In the province of Ontario, the Health Care Consent Act does not specify an age of consent to treatment. Instead, these 11-year-old girls that have been diagnosed with leukemia are left to decide which types of medicine and treatments they should pursue. One can only imagine the pressure that surrounds the ill child- as doctors are telling her one thing, her family and friends are pushing her towards another direction. In a life or death scenario, when a child decides to forgo the treatment the hospital has started to administer, the Consent and Capacity Board assumes the power to determine if the child has the capacity to make her own decisions about her care.
The Health Care Act states that the court may make the order if it is satisfied that:
(i) the treatment will or is likely to improve substantially the condition of the person to whom it is to be administered, and the person’s condition will not or is not likely to improve without the treatment, or
(ii) the person’s condition will or is likely to deteriorate substantially, or to deteriorate rapidly, without the treatment, and the treatment will or is likely to prevent the deterioration or to reduce substantially its extent or its rate;
(b) that the benefit the person is expected to obtain from the treatment outweighs the risk of harm to him or her.
McMaster doctors say that the girl has approximately a 90 to 95 per cent chance of survival with chemotherapy treatments, but faces almost certain death without conventional treatment. In September, the child’s mother stopped the chemotherapy, and instead took her to Florida to receive herbal treatments at Hippocrates Health Institute – the same place where Makayla Sault, the previous Aboriginal child cancer patient, visited. “There appears to be little science to back up the natural and traditional treatments the institute offers, from wheat grass to raw-food diets and infrared saunas”, said Joe Schwarcz, director of McGill University’s Office for Science and Society.
On the other hand, the case is a reminder to health-care providers that they must factor in the wishes and beliefs of the patient when administering treatment. “No longer are we going to let people come and take our kids,” said Chief Ava Hill. “We’ve been practicing traditional medicine, we’ve never stopped, and now we’re just going to do it more openly.” Many supporters praised the decision as an acknowledgement of First Nations’ continued culture and autonomy.
The significance of the legal outcome lies in the implication that forgoing a little girl’s chemotherapy treatment is justified by the political stance of supporting the aspirations of Aboriginal society for self-determination. “It reaffirms our right to be Indian and to practice our medicines in the traditional way”, said Chief Ava Hill. But is the constitutional right for Aboriginals, especially Aboriginal children, to forgo chemotherapy in favor of traditional medicine truly a valid argument? Knowing what we know about the science, we might ask if the ruling could potentially mark the start of a devastating downward spiral for the health and well being of First Nations people.

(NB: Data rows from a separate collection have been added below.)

//! Application handle
//!
//! [`Application`] wraps a snapshot of an application document. Reads on
//! the handle return the snapshot; every mutation reads fresh state inside
//! its transaction and asserts what it read. Call [`Application::refresh`]
//! to pick up changes made elsewhere.

use std::collections::BTreeMap;
use std::net::IpAddr;

use crate::bindings;
use crate::cleanup;
use crate::core_types::UnitName;
use crate::destroy::DestroyApplicationOperation;
use crate::errors::{Result, StateError};
use crate::life::Life;
use crate::logged_op;
use crate::model::{
    ApplicationDoc, Base, Bindings, BindingsDoc, CaasState, Charm, CharmOrigin, CleanupKind,
    Constraints, DocKey, ExposedEndpoint, Settings, SettingsDoc, UnitDoc, UnitStatus,
};
use crate::relation::Relation;
use crate::settings::{self, SettingsDrops};
use crate::state::{
    assert_alive, read_application, read_charm, read_unit, relations_of, sequence_at_least_op,
    sequence_op, units_of, State,
};
use crate::storage::{self, StorageConstraintsMap, STORAGE_SEQUENCE};
use crate::txn::{Assert, Op, Store};
use crate::unit::Unit;
use crate::upgrade::{self, SetCharmConfig};
use crate::watcher::{self, NotifyWatcher, StringsWatcher};

/// Refcount key counting the offers of an application
pub const OFFERS_REF_KEY: &str = "offers";

/// Optional details for [`Application::add_unit`]
#[derive(Debug, Clone, Default)]
pub struct AddUnitParams {
    pub provider_id: Option<String>,
    pub address: Option<String>,
    pub ports: Vec<u16>,
    /// Explicit `app/N` name; the unit sequence is raised past it
    pub unit_name: Option<String>,
}

#[derive(Debug, Clone)]
pub struct Application {
    st: State,
    doc: ApplicationDoc,
}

Aboriginal leaders in Canada need to accept greater responsibility for improving the health status of their communities. At the same time, there is a need for greater acceptance by Aboriginal people of existing initiatives for health promotion and disease prevention.
Current concerns about health problems and services, as expressed by indigenous people describe a need for a community-controlled and culturally appropriate approach to healing in indigenous communities. Developing an indigenous people’s health program to ensure that Aboriginal society has the capacity, the resources and the appropriate political environment in which to implement community healing might allow for a more positive balance to be struck in the future.